Last time, I tried out a couple different methods to assign sentiment to news articles, and found that the best performance seemed to come from using my Temporal Interference method initialized by zeroes. Well there’s a little more information available to us, and that’s the news article content themselves!
So the basic idea here is to train a model using Temporal Interference, and then use that model to score each news article, and use the scores as the new Perturbation model. This would potentially lead to an iterative process, but should eventually converge. Of course, there wasn’t a particularly clear way to do this, so I tried several.
For this first set of results, I tried various orders of modeling on the data at its actual duration value. For time’s sake I skipped data set 5 due to its size. Only results for 1-4 and 6 are shown:
Z,TI: 0.944, 0.902, 0.887, 0.852, 0.889, 0.708
Z,TI,NS: 0.858, 0.880, 0.810, 0.850, 0.854, 0.749
Z,TI,NS,TI: 0.951, 0.921, 0.907, 0.858, 0.744
Z,TI,NS,NS: 0.821, 0.853, 0.524, 0.761, 0.513
Z,TI,NS,NS,TI: 0.947, 0.906, 0.890, 0.853, 0.716
Z,TI,NS,TI,NS: 0.859, 0.880, 0.813, 0.848, 0.763
Z,TI,(NS,TI)x2: 0.951, 0.921, 0.907, 0.858, 0.747
What we learn here is that incorporating news information into the model does have an advantage. For the most part, we saw optimum performance alternating News and Temporal Interference, ending with Temporal Interference, however, in the case of data set 6, we saw the best performance when we ended with the News Analysis. This was somewhat counter-intuitive.
Also, with most data sets, the progress stabilized after just one iteration, however, this was not the case with data set 6. I tried adding two more steps. Adding another News step gave us an accuracy of 0.765, and adding another Temporal Interference step brought us back to 0.747. Considering the kind of information made available to the system, this is somewhat impressive, but really goes to show why my initial attempts at this definitely would not have ever worked.
I then considered what would happen if we did not know ahead of time what kind of duration to expect for perturbations. I did these studies on data set 3 only.

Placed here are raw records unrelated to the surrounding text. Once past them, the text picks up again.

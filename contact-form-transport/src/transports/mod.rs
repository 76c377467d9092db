//! Transport 实现

pub(crate) mod common;

#[cfg(feature = "relay")]
mod relay;
#[cfg(feature = "token-backend")]
mod token_backend;

#[cfg(feature = "relay")]
pub use relay::RelayTransport;
#[cfg(feature = "token-backend")]
pub use token_backend::TokenBackendTransport;
//! 核心类型定义

mod feedback;
mod form;
mod profile;

pub use feedback::{CounterTier, FeedbackKind, SubmitControl};
pub use form::{FieldId, FieldSpec, FieldValidationResult, FormState, FormValues};
pub use profile::{AdvisoryLimit, CounterThresholds, DismissPolicy, FormProfile, ValidationRules};
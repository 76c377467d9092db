//! Transport factory functions and metadata.

use std::sync::Arc;

use crate::traits::MailTransport;
use crate::types::{TransportConfig, TransportMetadata};

#[cfg(feature = "relay")]
use crate::transports::RelayTransport;
#[cfg(feature = "token-backend")]
use crate::transports::TokenBackendTransport;

/// Creates a [`MailTransport`] instance from the given configuration.
///
/// The concrete transport type is determined by the [`TransportConfig`] variant.
/// The returned transport is wrapped in `Arc<dyn MailTransport>` for easy sharing
/// with timer tasks and event handlers.
///
/// # Examples
///
/// ```rust,no_run
/// use contact_form_transport::{TransportConfig, create_transport};
///
/// let transport = create_transport(TransportConfig::TokenBackend {
///     endpoint: "forms/contact.php".to_string(),
/// });
/// ```
#[must_use]
pub fn create_transport(config: TransportConfig) -> Arc<dyn MailTransport> {
    match config {
        #[cfg(feature = "token-backend")]
        TransportConfig::TokenBackend { endpoint } => {
            Arc::new(TokenBackendTransport::new(endpoint))
        }
        #[cfg(feature = "relay")]
        TransportConfig::Relay {
            endpoint,
            subject_prefix,
        } => Arc::new(RelayTransport::new(endpoint, subject_prefix)),
    }
}

/// Returns metadata for all transports enabled via feature flags.
///
/// Useful for building dynamic UIs that enumerate available delivery paths
/// and their required configuration fields.
pub fn get_all_transport_metadata() -> Vec<TransportMetadata> {
    vec![
        #[cfg(feature = "token-backend")]
        TokenBackendTransport::metadata(),
        #[cfg(feature = "relay")]
        RelayTransport::metadata(),
    ]
}
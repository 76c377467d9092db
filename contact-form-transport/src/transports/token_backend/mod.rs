//! 令牌保护的第一方后端 Transport

mod error;
mod http;
mod transport;
mod types;

use reqwest::Client;
use tokio::sync::RwLock;

use crate::transports::common::create_http_client;

pub(crate) use types::{SubmitResponse, TokenIssueResponse};

/// 请求防伪令牌的查询标志
pub(crate) const TOKEN_QUERY_FLAG: &str = "get_token=1";
/// AJAX 标记请求头
pub(crate) const AJAX_MARKER_HEADER: &str = "X-Requested-With";
pub(crate) const AJAX_MARKER_VALUE: &str = "XMLHttpRequest";
/// 提交体中的令牌字段名
pub(crate) const TOKEN_FIELD: &str = "csrf_token";
/// 服务端限流业务码
pub(crate) const RATE_LIMIT_CODE: &str = "RATE_LIMIT";

/// 令牌保护的第一方后端 Transport
///
/// 防伪令牌完全由本类型持有：页面就绪时通过 [`prepare`](crate::MailTransport::prepare)
/// 预取，提交成功或令牌被拒后刷新，缓存缺失时在提交前懒取。
pub struct TokenBackendTransport {
    pub(crate) client: Client,
    pub(crate) endpoint: String,
    pub(crate) token: RwLock<Option<String>>,
}

impl TokenBackendTransport {
    pub fn new(endpoint: String) -> Self {
        Self {
            client: create_http_client(),
            endpoint,
            token: RwLock::new(None),
        }
    }
}
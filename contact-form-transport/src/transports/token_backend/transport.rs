//! Token backend MailTransport trait 实现

use async_trait::async_trait;

use crate::error::{Result, TransportError};
use crate::traits::{MailTransport, RawApiError, TransportErrorMapper};
use crate::transports::common::submission_form;
use crate::types::{
    DeliveryReceipt, FieldType, Submission, TransportConfigField, TransportKind, TransportMetadata,
};

use super::{TOKEN_FIELD, TokenBackendTransport};

#[async_trait]
impl MailTransport for TokenBackendTransport {
    fn id(&self) -> &'static str {
        "token-backend"
    }

    fn metadata() -> TransportMetadata {
        TransportMetadata {
            kind: TransportKind::TokenBackend,
            display_name: "First-party backend".to_string(),
            description: "Token-protected first-party contact endpoint".to_string(),
            config_fields: vec![TransportConfigField {
                name: "endpoint".to_string(),
                label: "Endpoint URL".to_string(),
                field_type: FieldType::Url,
                required: true,
            }],
        }
    }

    async fn prepare(&self) -> Result<()> {
        self.fetch_token().await.map(|_| ())
    }

    async fn submit(&self, submission: &Submission) -> Result<DeliveryReceipt> {
        let token = self.current_token().await?;
        let form = submission_form(submission).text(TOKEN_FIELD, token);

        let response = self.post_submission(form).await?;

        if response.success {
            // 令牌单次有效，成功后立即换新；失败不影响本次投递结果，
            // 下次提交会懒取
            if let Err(e) = self.fetch_token().await {
                log::warn!("[{}] Post-delivery token refresh failed: {e}", self.id());
            }
            return Ok(DeliveryReceipt {
                message: response.message,
            });
        }

        let raw = RawApiError {
            code: response.error_code,
            message: response
                .message
                .unwrap_or_else(|| "Unknown error".to_string()),
        };
        let err = self.map_error(raw);

        if matches!(err, TransportError::TokenRejected { .. }) {
            // 旧令牌已作废，主动补取新令牌
            self.invalidate_token().await;
            if let Err(e) = self.fetch_token().await {
                log::warn!("[{}] Token refresh after rejection failed: {e}", self.id());
            }
        }

        Err(err)
    }
}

If we reduce the duration to just 49, we see a significant drop in accuracy with Temporal Interference alone to 0.692. If we keep alternately adding NS/TI steps, we see the accuracy rise to 0.739, 0.702, 0.745, 0.703, 0.747, 0.703. Interestingly, this one also performs best when we end with the News analysis.
If we reduce the duration to 40, we see the accuracy decrease to 0.642. Running 2 NS/TI loops and ending with NS, we find the accuracy actually decrease to 0.624. Odd indeed!

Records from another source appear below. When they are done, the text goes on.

// 2.0: fixed-point arithmetic. WAD (1e18) for percentage-scale values, RAY (1e27)
// for high-precision rate compounding. every multiply/divide rounds half-up so
// value never leaks across repeated calls; both debt and supplier value accrue
// through this path.
//
// all functions are pure and total over the domain where the true result fits
// u128. intermediates go through U256 because RAY products overflow u128.

use primitive_types::U256;

/// Percentage-scale fixed-point base, 18 decimals.
pub const WAD: u128 = 1_000_000_000_000_000_000;

/// High-precision fixed-point base, 27 decimals.
pub const RAY: u128 = 1_000_000_000_000_000_000_000_000_000;

/// WAD -> RAY scale factor.
const WAD_TO_RAY: u128 = 1_000_000_000;

pub const SECONDS_PER_YEAR: u64 = 31_536_000;

/// (a * b + denominator/2) / denominator, computed at 256 bits.
fn mul_div_half_up(a: u128, b: u128, denominator: u128) -> u128 {
    debug_assert!(denominator > 0);
    let product = U256::from(a) * U256::from(b) + U256::from(denominator / 2);
    let result = product / U256::from(denominator);
    debug_assert!(result <= U256::from(u128::MAX));
    result.as_u128()
}

pub fn wad_mul(a: u128, b: u128) -> u128 {
    mul_div_half_up(a, b, WAD)
}

pub fn wad_div(a: u128, b: u128) -> u128 {
    mul_div_half_up(a, WAD, b)
}

pub fn ray_mul(a: u128, b: u128) -> u128 {
    mul_div_half_up(a, b, RAY)
}

pub fn ray_div(a: u128, b: u128) -> u128 {
    mul_div_half_up(a, RAY, b)
}

pub fn wad_to_ray(wad: u128) -> u128 {
    wad * WAD_TO_RAY
}

pub fn ray_to_wad(ray: u128) -> u128 {
    (ray + WAD_TO_RAY / 2) / WAD_TO_RAY
}

/// x^n at RAY precision via square-and-multiply. x^0 == RAY.
///
/// Compounds a per-second factor over an elapsed duration in O(log n)
/// multiplications instead of iterating once per second.
pub fn ray_pow(x: u128, mut n: u64) -> u128 {
    let mut base = x;
    let mut result = if n % 2 == 1 { x } else { RAY };
    n /= 2;
    while n > 0 {
        base = ray_mul(base, base);
        if n % 2 == 1 {
            result = ray_mul(result, base);
        }
        n /= 2;
    }
    result
}

/// Converts an annualized WAD-scaled rate into the per-second RAY-scaled
/// compounding factor: RAY + rate / secondsPerYear, rounded.
pub fn annual_rate_to_ray(rate_wad: u128) -> u128 {
    let rate_ray = wad_to_ray(rate_wad);
    let spy = SECONDS_PER_YEAR as u128;
    RAY + (rate_ray + spy / 2) / spy
}

/// Principal compounded at an annualized WAD rate over `elapsed_secs`.
pub fn compound(principal: u128, annual_rate_wad: u128, elapsed_secs: u64) -> u128 {
    if principal == 0 || elapsed_secs == 0 {
        return principal;
    }
    let factor = ray_pow(annual_rate_to_ray(annual_rate_wad), elapsed_secs);
    mul_div_half_up(principal, factor, RAY)
}

/// amount * price * WAD / 10^scale_exp with half-up rounding: normalizes a
/// token amount priced at some decimal scale into a WAD-scaled USD value.
/// the full triple product is carried at 256 bits.
pub fn usd_value(amount: u128, price: u128, scale_exp: u32) -> u128 {
    let denominator = 10u128.pow(scale_exp);
    let product = U256::from(amount) * U256::from(price) * U256::from(WAD)
        + U256::from(denominator / 2);
    let result = product / U256::from(denominator);
    debug_assert!(result <= U256::from(u128::MAX));
    result.as_u128()
}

For duration 51, we see a drop to 0.712, and then an improvement to 0.776.
For duration 60, we see a drop to 0.658, and then an improvement to 0.726.
Clearly something odd is going on here where we do not know the duration, and unfortunately, this is the case in real life. So we need to do some further thinking about Perturbation modeling if we want to move forward.